Syrian President Bashar Assad with government troops in Eastern Ghouta...

Syrian President Bashar Assad with government troops in Eastern Ghouta in an image released March 18. Credit: AFP/Getty Images / HO / Syrian Presidency Facebook

UNITED NATIONS — The United Nations Security Council revisited the thorny debate over the use of chemical weapons in Syria’s seven-year civil war Wednesday as it marked the anniversary of a sarin gas attack in a rebel-held enclave which left up to 100 people dead.

The attack on Khan Sheikhoun on April 4, 2017 was a grim milestone that punctuated the debate over whether the Syrian government had used chemical weapons in the war.

In response to the 2017 gas attack, President Donald Trump ordered the U.S. military to launch cruise missiles on a Syrian air base a few days later. But no one has been held accountable for chemical attacks in Syria, which some nongovernmental organizations, such as Human Rights Watch, estimate number as high as 85 between August 2013 and February 2018.

Meanwhile, though Syria’s stockpile of chemical weapons has been drastically reduced by international disarmament experts, it still hosts production plants that are slated for elimination. On Wednesday, a UN expert described the productions facilities that remain to be destroyed since Syria agreed to rid itself of the banned agents.

“The long-awaited and verified destruction of these two facilities is an essential step,” said Thomas Markrum, deputy to the UN High Representative for Disarmament Affairs, as he briefed the Security Council on Syria’s capacity for chemical weapons production.

Markrum said the two facilities would be destroyed in two to three months.

Nikki Haley, U.S. ambassador to the UN, bemoaned the dismantling of a panel, known as the Joint Investigative Mechanism, that was tasked with identifying who had conducted chemical weapons attacks in Syria.

The Security Council was unable to renew the group’s mandate to continue investigating last November when Russia used its veto to block the U.S.-sponsored resolution that would have extended the life of the panel for a year.
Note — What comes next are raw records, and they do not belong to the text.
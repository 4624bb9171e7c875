pub mod auth;
pub mod catalog;
pub mod config;
pub mod error;
pub mod file_config;
pub mod types;

pub use auth::SharedSecret;
pub use catalog::{Team, TEAMS, TEAM_COUNT};
pub use config::Config;
pub use error::{RankingError, Result};
pub use file_config::{FetchSettings, JobSpec, JobsConfig};
pub use types::*;
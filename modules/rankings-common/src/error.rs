use thiserror::Error;

pub type Result<T> = std::result::Result<T, RankingError>;

/// Failures that abort a single job or reject a single request.
///
/// Soft fetch timeouts, out-of-range items, and under-extraction are not
/// errors: they are logged and counted in the job report.
#[derive(Error, Debug)]
pub enum RankingError {
    #[error("Fetch error: {0}")]
    Fetch(String),

    #[error("No main content found at {0}")]
    ExtractionEmpty(String),

    #[error("Inference response violates schema: {0}")]
    SchemaValidation(String),

    #[error("Inference error: {0}")]
    Inference(String),

    #[error("Persistence error: {0}")]
    Persistence(String),

    #[error("Malformed row: {0}")]
    MalformedRow(String),

    #[error("Unauthorized")]
    Unauthorized,

    #[error("Not found: {0}")]
    NotFound(String),

    #[error("Validation error: {0}")]
    Validation(String),

    #[error("Configuration error: {0}")]
    Config(String),

    #[error(transparent)]
    Anyhow(#[from] anyhow::Error),
}
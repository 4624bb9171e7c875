pub mod error;
pub mod openai;
pub mod util;

pub use error::{AiError, Result};
pub use openai::{OpenAi, StructuredOutput};
pub use util::{strip_code_blocks, truncate_to_char_boundary};
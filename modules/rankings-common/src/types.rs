use std::fmt;

use chrono::{DateTime, Utc};
use serde::{Deserialize, Serialize};

use crate::catalog::TEAM_COUNT;
use crate::error::RankingError;

// --- Identifiers ---

/// One of the 32 catalog entries. Only constructible inside `1..=32`.
#[derive(Debug, Clone, Copy, PartialEq, Eq, Hash, PartialOrd, Ord, Serialize, Deserialize)]
#[serde(try_from = "i64", into = "i64")]
pub struct TeamId(pub(crate) u8);

impl TeamId {
    pub fn new(id: i64) -> Option<Self> {
        (1..=TEAM_COUNT as i64)
            .contains(&id)
            .then(|| TeamId(id as u8))
    }

    pub fn get(self) -> u8 {
        self.0
    }

    pub fn all() -> impl Iterator<Item = TeamId> {
        (1..=TEAM_COUNT as u8).map(TeamId)
    }
}

impl TryFrom<i64> for TeamId {
    type Error = RankingError;

    fn try_from(id: i64) -> Result<Self, Self::Error> {
        TeamId::new(id)
            .ok_or_else(|| RankingError::Validation(format!("team id {id} outside 1..={TEAM_COUNT}")))
    }
}

impl From<TeamId> for i64 {
    fn from(id: TeamId) -> Self {
        i64::from(id.0)
    }
}

impl fmt::Display for TeamId {
    fn fmt(&self, f: &mut fmt::Formatter<'_>) -> fmt::Result {
        write!(f, "{}", self.0)
    }
}

macro_rules! plain_id {
    ($(#[$meta:meta])* $name:ident($inner:ty)) => {
        $(#[$meta])*
        #[derive(Debug, Clone, Copy, PartialEq, Eq, Hash, PartialOrd, Ord, Serialize, Deserialize)]
        #[serde(transparent)]
        pub struct $name(pub $inner);

        impl fmt::Display for $name {
            fn fmt(&self, f: &mut fmt::Formatter<'_>) -> fmt::Result {
                write!(f, "{}", self.0)
            }
        }
    };
}

plain_id!(
    /// A publisher whose rankings are ingested.
    SourceId(i32)
);
plain_id!(
    /// Ranking cycle. No calendar meaning.
    Week(i32)
);
plain_id!(ObservationId(i64));

// --- Records ---

#[derive(Debug, Clone, PartialEq, Eq, Serialize, Deserialize)]
pub struct Source {
    pub id: SourceId,
    pub name: String,
}

/// One source's rank for one team in one week.
///
/// `rank` is whatever the upstream produced; it is usually `1..=32` but the
/// store keeps out-of-range and duplicate values as-is.
#[derive(Debug, Clone, PartialEq, Serialize)]
pub struct Observation {
    pub id: ObservationId,
    pub team_id: TeamId,
    pub source_id: SourceId,
    pub week: Week,
    pub rank: i32,
    pub is_outlier: bool,
    pub outlier_approved: bool,
    pub updated_at: DateTime<Utc>,
}

/// Untyped row as it comes off the wire from a store.
#[derive(Debug, Clone)]
pub struct RawObservation {
    pub id: i64,
    pub team_id: i64,
    pub source_id: i32,
    pub week: i32,
    pub rank: i32,
    pub is_outlier: bool,
    pub outlier_approved: bool,
    pub updated_at: DateTime<Utc>,
}

impl TryFrom<RawObservation> for Observation {
    type Error = RankingError;

    fn try_from(raw: RawObservation) -> Result<Self, Self::Error> {
        let team_id = TeamId::try_from(raw.team_id)
            .map_err(|e| RankingError::MalformedRow(format!("ranking {}: {e}", raw.id)))?;
        if raw.outlier_approved && raw.is_outlier {
            return Err(RankingError::MalformedRow(format!(
                "ranking {} is both approved and flagged",
                raw.id
            )));
        }
        Ok(Observation {
            id: ObservationId(raw.id),
            team_id,
            source_id: SourceId(raw.source_id),
            week: Week(raw.week),
            rank: raw.rank,
            is_outlier: raw.is_outlier,
            outlier_approved: raw.outlier_approved,
            updated_at: raw.updated_at,
        })
    }
}

/// An `(team, rank)` pair produced by extraction, before it becomes an Observation.
#[derive(Debug, Clone, Copy, PartialEq, Eq, Serialize)]
pub struct RankEntry {
    pub team_id: TeamId,
    pub rank: i32,
}

// --- Display-side views ---

#[derive(Debug, Clone, PartialEq, Serialize)]
pub struct ObservationView {
    pub id: ObservationId,
    pub source: String,
    pub rank: i32,
    pub is_outlier: bool,
    pub outlier_approved: bool,
}

/// All of one week's observations for one team plus its consensus score.
#[derive(Debug, Clone, PartialEq, Serialize)]
pub struct TeamConsensus {
    pub team_id: TeamId,
    pub name: String,
    pub consensus_score: f64,
    pub source_ranks: Vec<ObservationView>,
}

/// Mean rank rounded to one decimal. Display ordering only; outlier
/// detection uses the median.
pub fn consensus_score(ranks: &[i32]) -> Option<f64> {
    if ranks.is_empty() {
        return None;
    }
    let mean = ranks.iter().map(|&r| f64::from(r)).sum::<f64>() / ranks.len() as f64;
    Some((mean * 10.0).round() / 10.0)
}

/// Order by ascending consensus score, ties broken by team id.
pub fn sort_by_consensus(teams: &mut [TeamConsensus]) {
    teams.sort_by(|a, b| {
        a.consensus_score
            .total_cmp(&b.consensus_score)
            .then(a.team_id.cmp(&b.team_id))
    });
}
use std::env;
use std::path::PathBuf;

use crate::auth::SharedSecret;
use crate::error::{RankingError, Result};

const DEFAULT_JOBS_CONFIG: &str = "rankings.toml";

/// Process configuration loaded from environment variables.
///
/// Holds secrets and deployment-specific values only. Which sources to scrape
/// lives in the TOML [`JobsConfig`](crate::JobsConfig). Nothing here has a
/// baked-in secret default.
#[derive(Debug, Clone)]
pub struct Config {
    // Database
    pub database_url: String,

    // Inference
    pub openai_api_key: String,

    // Rendering
    pub browserless_url: String,
    pub browserless_token: Option<String>,

    // Operator surface
    pub admin_secret: Option<SharedSecret>,
    pub api_host: String,
    pub api_port: u16,

    pub jobs_config_path: PathBuf,
}

impl Config {
    /// Everything the ingestion batch needs.
    pub fn ingest_from_env() -> Result<Self> {
        dotenvy::dotenv().ok();
        Ok(Self {
            database_url: required_env("DATABASE_URL")?,
            openai_api_key: required_env("OPENAI_API_KEY")?,
            browserless_url: required_env("BROWSERLESS_URL")?,
            browserless_token: optional_env("BROWSERLESS_TOKEN"),
            admin_secret: None,
            api_host: String::new(),
            api_port: 0,
            jobs_config_path: jobs_config_path(),
        })
    }

    /// The referee only touches the store.
    pub fn referee_from_env() -> Result<Self> {
        dotenvy::dotenv().ok();
        Ok(Self {
            database_url: required_env("DATABASE_URL")?,
            openai_api_key: String::new(),
            browserless_url: String::new(),
            browserless_token: None,
            admin_secret: None,
            api_host: String::new(),
            api_port: 0,
            jobs_config_path: jobs_config_path(),
        })
    }

    /// The operator API: store plus the shared secret.
    pub fn api_from_env() -> Result<Self> {
        dotenvy::dotenv().ok();
        let api_port = env::var("API_PORT")
            .unwrap_or_else(|_| "3000".to_string())
            .parse()
            .map_err(|_| RankingError::Config("API_PORT must be a number".into()))?;
        Ok(Self {
            database_url: required_env("DATABASE_URL")?,
            openai_api_key: String::new(),
            browserless_url: String::new(),
            browserless_token: None,
            admin_secret: Some(SharedSecret::new(required_env("ADMIN_PASSWORD")?)?),
            api_host: env::var("API_HOST").unwrap_or_else(|_| "0.0.0.0".to_string()),
            api_port,
            jobs_config_path: jobs_config_path(),
        })
    }

    /// Log which settings are present without printing secrets.
    pub fn log_redacted(&self) {
        tracing::info!("Config loaded:");
        tracing::info!("  DATABASE_URL: {}", redact_url(&self.database_url));
        tracing::info!("  OPENAI_API_KEY: {}", preview(&self.openai_api_key));
        tracing::info!("  BROWSERLESS_URL: {}", or_unset(&self.browserless_url));
        tracing::info!(
            "  BROWSERLESS_TOKEN: {}",
            self.browserless_token.as_deref().map(preview).unwrap_or_else(|| "<not set>".into())
        );
        tracing::info!(
            "  ADMIN_PASSWORD: {}",
            if self.admin_secret.is_some() { "<set>" } else { "<not set>" }
        );
        tracing::info!("  RANKINGS_CONFIG: {}", self.jobs_config_path.display());
    }
}

fn required_env(key: &str) -> Result<String> {
    match env::var(key) {
        Ok(v) if !v.trim().is_empty() => Ok(v),
        _ => Err(RankingError::Config(format!("{key} environment variable is required"))),
    }
}

fn optional_env(key: &str) -> Option<String> {
    env::var(key).ok().filter(|v| !v.trim().is_empty())
}

fn jobs_config_path() -> PathBuf {
    optional_env("RANKINGS_CONFIG")
        .unwrap_or_else(|| DEFAULT_JOBS_CONFIG.to_string())
        .into()
}

fn preview(val: &str) -> String {
    if val.is_empty() {
        return "<not set>".to_string();
    }
    let n = val.char_indices().nth(5).map(|(i, _)| i).unwrap_or(val.len());
    format!("{}...({} chars)", &val[..n], val.len())
}

fn or_unset(val: &str) -> &str {
    if val.is_empty() {
        "<not set>"
    } else {
        val
    }
}

/// Drop the password from a connection string before logging it.
fn redact_url(raw: &str) -> String {
    match url::Url::parse(raw) {
        Ok(mut parsed) if parsed.password().is_some() => {
            let _ = parsed.set_password(Some("***"));
            parsed.to_string()
        }
        Ok(parsed) => parsed.to_string(),
        Err(_) => preview(raw),
    }
}
// Postgres implementation of the persistence port.

use async_trait::async_trait;
use chrono::{DateTime, Utc};
use sqlx::PgPool;
use tracing::{debug, info};

use rankings_common::catalog::TEAMS;
use rankings_common::{
    Observation, ObservationId, RawObservation, Source, SourceId, TeamConsensus, TeamId, Week,
};

use crate::error::{Result, StoreError};
use crate::{build_consensus, validate, RankStore};

/// Explicit store handle. Construct once at startup and pass it down.
#[derive(Clone)]
pub struct PgRankStore {
    pool: PgPool,
}

/// A row from the rankings table, before validation.
#[derive(Debug, Clone, sqlx::FromRow)]
struct RankingRow {
    id: i64,
    team_id: i16,
    source_id: i32,
    week_number: i32,
    rank_number: i32,
    is_outlier: bool,
    outlier_approved: bool,
    created_at: DateTime<Utc>,
}

impl From<RankingRow> for RawObservation {
    fn from(row: RankingRow) -> Self {
        RawObservation {
            id: row.id,
            team_id: i64::from(row.team_id),
            source_id: row.source_id,
            week: row.week_number,
            rank: row.rank_number,
            is_outlier: row.is_outlier,
            outlier_approved: row.outlier_approved,
            updated_at: row.created_at,
        }
    }
}

#[derive(Debug, Clone, sqlx::FromRow)]
struct RankingWithSourceRow {
    #[sqlx(flatten)]
    ranking: RankingRow,
    source_name: String,
}

const RANKING_COLUMNS: &str = "r.id, r.team_id, r.source_id, r.week_number, r.rank_number, \
                               r.is_outlier, r.outlier_approved, r.created_at";

impl PgRankStore {
    pub fn new(pool: PgPool) -> Self {
        Self { pool }
    }

    pub async fn connect(database_url: &str) -> Result<Self> {
        let pool = PgPool::connect(database_url).await?;
        Ok(Self::new(pool))
    }

    pub fn pool(&self) -> &PgPool {
        &self.pool
    }

    /// Run the embedded SQL migrations and seed the team catalog.
    pub async fn migrate(&self) -> Result<()> {
        sqlx::migrate!("./migrations").run(&self.pool).await?;
        self.seed_teams().await?;
        info!("Rankings schema migrated");
        Ok(())
    }

    async fn seed_teams(&self) -> Result<()> {
        let mut tx = self.pool.begin().await?;
        for team in TEAMS.iter() {
            sqlx::query(
                r#"
                INSERT INTO teams (id, name) VALUES ($1, $2)
                ON CONFLICT (id) DO UPDATE SET name = EXCLUDED.name
                "#,
            )
            .bind(i16::from(team.id.get()))
            .bind(team.name)
            .execute(&mut *tx)
            .await?;
        }
        tx.commit().await?;
        Ok(())
    }

    async fn exists(&self, id: ObservationId) -> Result<bool> {
        let found = sqlx::query_scalar::<_, i64>("SELECT id FROM rankings WHERE id = $1")
            .bind(id.0)
            .fetch_optional(&self.pool)
            .await?;
        Ok(found.is_some())
    }
}

#[async_trait]
impl RankStore for PgRankStore {
    async fn upsert(
        &self,
        team_id: TeamId,
        source_id: SourceId,
        week: Week,
        rank: i32,
    ) -> Result<ObservationId> {
        let id = sqlx::query_scalar::<_, i64>(
            r#"
            INSERT INTO rankings (team_id, source_id, rank_number, week_number)
            VALUES ($1, $2, $3, $4)
            ON CONFLICT (team_id, source_id, week_number)
            DO UPDATE SET
                rank_number = EXCLUDED.rank_number,
                created_at = now(),
                is_outlier = FALSE,
                outlier_approved = FALSE
            RETURNING id
            "#,
        )
        .bind(i16::from(team_id.get()))
        .bind(source_id.0)
        .bind(rank)
        .bind(week.0)
        .fetch_one(&self.pool)
        .await
        .map_err(|e| {
            let unknown_source =
                matches!(&e, sqlx::Error::Database(db) if db.is_foreign_key_violation());
            if unknown_source {
                StoreError::UnknownSource(source_id.0)
            } else {
                StoreError::Database(e)
            }
        })?;

        debug!(%team_id, %source_id, %week, rank, id, "Upserted ranking");
        Ok(ObservationId(id))
    }

    async fn get_observation(&self, id: ObservationId) -> Result<Option<Observation>> {
        let row = sqlx::query_as::<_, RankingRow>(&format!(
            "SELECT {RANKING_COLUMNS} FROM rankings r WHERE r.id = $1"
        ))
        .bind(id.0)
        .fetch_optional(&self.pool)
        .await?;

        row.map(|r| validate(r.into())).transpose()
    }

    async fn list_observations(&self, team_id: TeamId, week: Week) -> Result<Vec<Observation>> {
        let rows = sqlx::query_as::<_, RankingRow>(&format!(
            "SELECT {RANKING_COLUMNS} FROM rankings r \
             WHERE r.team_id = $1 AND r.week_number = $2 \
             ORDER BY r.source_id"
        ))
        .bind(i16::from(team_id.get()))
        .bind(week.0)
        .fetch_all(&self.pool)
        .await?;

        rows.into_iter().map(|r| validate(r.into())).collect()
    }

    async fn list_groups(&self, min_size: usize) -> Result<Vec<(TeamId, Week)>> {
        let rows = sqlx::query_as::<_, (i16, i32)>(
            r#"
            SELECT team_id, week_number
            FROM rankings
            GROUP BY team_id, week_number
            HAVING COUNT(*) >= $1
            ORDER BY week_number, team_id
            "#,
        )
        .bind(min_size as i64)
        .fetch_all(&self.pool)
        .await?;

        rows.into_iter()
            .map(|(team, week)| {
                TeamId::new(i64::from(team))
                    .map(|team_id| (team_id, Week(week)))
                    .ok_or_else(|| StoreError::MalformedRow(format!("team id {team} out of range")))
            })
            .collect()
    }

    async fn set_outlier(&self, id: ObservationId, is_outlier: bool) -> Result<()> {
        let result = sqlx::query(
            r#"
            UPDATE rankings SET is_outlier = $2
            WHERE id = $1 AND NOT (outlier_approved AND $2)
            "#,
        )
        .bind(id.0)
        .bind(is_outlier)
        .execute(&self.pool)
        .await?;

        if result.rows_affected() == 0 && !self.exists(id).await? {
            return Err(StoreError::NotFound(format!("ranking {id}")));
        }
        Ok(())
    }

    async fn set_approved(&self, id: ObservationId, approved: bool) -> Result<()> {
        let result = sqlx::query(
            r#"
            UPDATE rankings
            SET outlier_approved = $2,
                is_outlier = CASE WHEN $2 THEN FALSE ELSE is_outlier END
            WHERE id = $1
            "#,
        )
        .bind(id.0)
        .bind(approved)
        .execute(&self.pool)
        .await?;

        if result.rows_affected() == 0 {
            return Err(StoreError::NotFound(format!("ranking {id}")));
        }
        Ok(())
    }

    async fn list_by_week(&self, week: Week) -> Result<Vec<TeamConsensus>> {
        let rows = sqlx::query_as::<_, RankingWithSourceRow>(&format!(
            "SELECT {RANKING_COLUMNS}, s.name AS source_name \
             FROM rankings r JOIN sources s ON s.id = r.source_id \
             WHERE r.week_number = $1"
        ))
        .bind(week.0)
        .fetch_all(&self.pool)
        .await?;

        let rows = rows
            .into_iter()
            .map(|row| Ok((validate(row.ranking.into())?, row.source_name)))
            .collect::<Result<Vec<_>>>()?;

        Ok(build_consensus(rows))
    }

    async fn list_distinct_weeks(&self) -> Result<Vec<Week>> {
        let weeks = sqlx::query_scalar::<_, i32>(
            "SELECT DISTINCT week_number FROM rankings ORDER BY week_number ASC",
        )
        .fetch_all(&self.pool)
        .await?;

        Ok(weeks.into_iter().map(Week).collect())
    }

    async fn list_sources(&self) -> Result<Vec<Source>> {
        let rows = sqlx::query_as::<_, (i32, String)>("SELECT id, name FROM sources ORDER BY id ASC")
            .fetch_all(&self.pool)
            .await?;

        Ok(rows
            .into_iter()
            .map(|(id, name)| Source { id: SourceId(id), name })
            .collect())
    }

    async fn upsert_source(&self, source: &Source) -> Result<()> {
        sqlx::query(
            r#"
            INSERT INTO sources (id, name) VALUES ($1, $2)
            ON CONFLICT (id) DO UPDATE SET name = EXCLUDED.name
            "#,
        )
        .bind(source.id.0)
        .bind(&source.name)
        .execute(&self.pool)
        .await?;
        Ok(())
    }
}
“The Assad regime continued using chemical weapons against the Syrian people,” she said. “One member of this council shielded the Assad regime from any consequences, then blocked us from renewing the Joint Investigative Mechanism. Our consensus broke down.”

The JIM had attributed six chemical weapons attacks to the Syrian government and the Islamic State group before it was dissolved, blaming four on Syria — including the Khan Sheikhoun attack — and two on Islamic State.

But Russia’s UN ambassador, Vassily Nebenzia, said the circumstances around the attack in Khan Sheikhoun “remain obscure.”

He once again criticized the JIM’s methodology and accuracy, questioning the panel’s motives and saying it had set out to prove that Syria had launched the attack.

“The conclusions of the JIM ran counter to the laws of physics, chemistry, aviation, ballistics and explosive matters,” he said.

Syria’s deputy ambassador to the UN, Mounzer Mounzer, said Syria had fulfilled its commitment under the Chemical Weapons Convention and eliminated its stockpile in record time.

“Instead of commending efforts of the Syrian government, some members of this council — and I mean the United States, the United States that has not destroyed its chemical arsenal, and is presenting a series of excuses to avoid destroying its arsenal . . . continue to exploit the council in order to make false and baseless accusations against the Syrian government,” he said.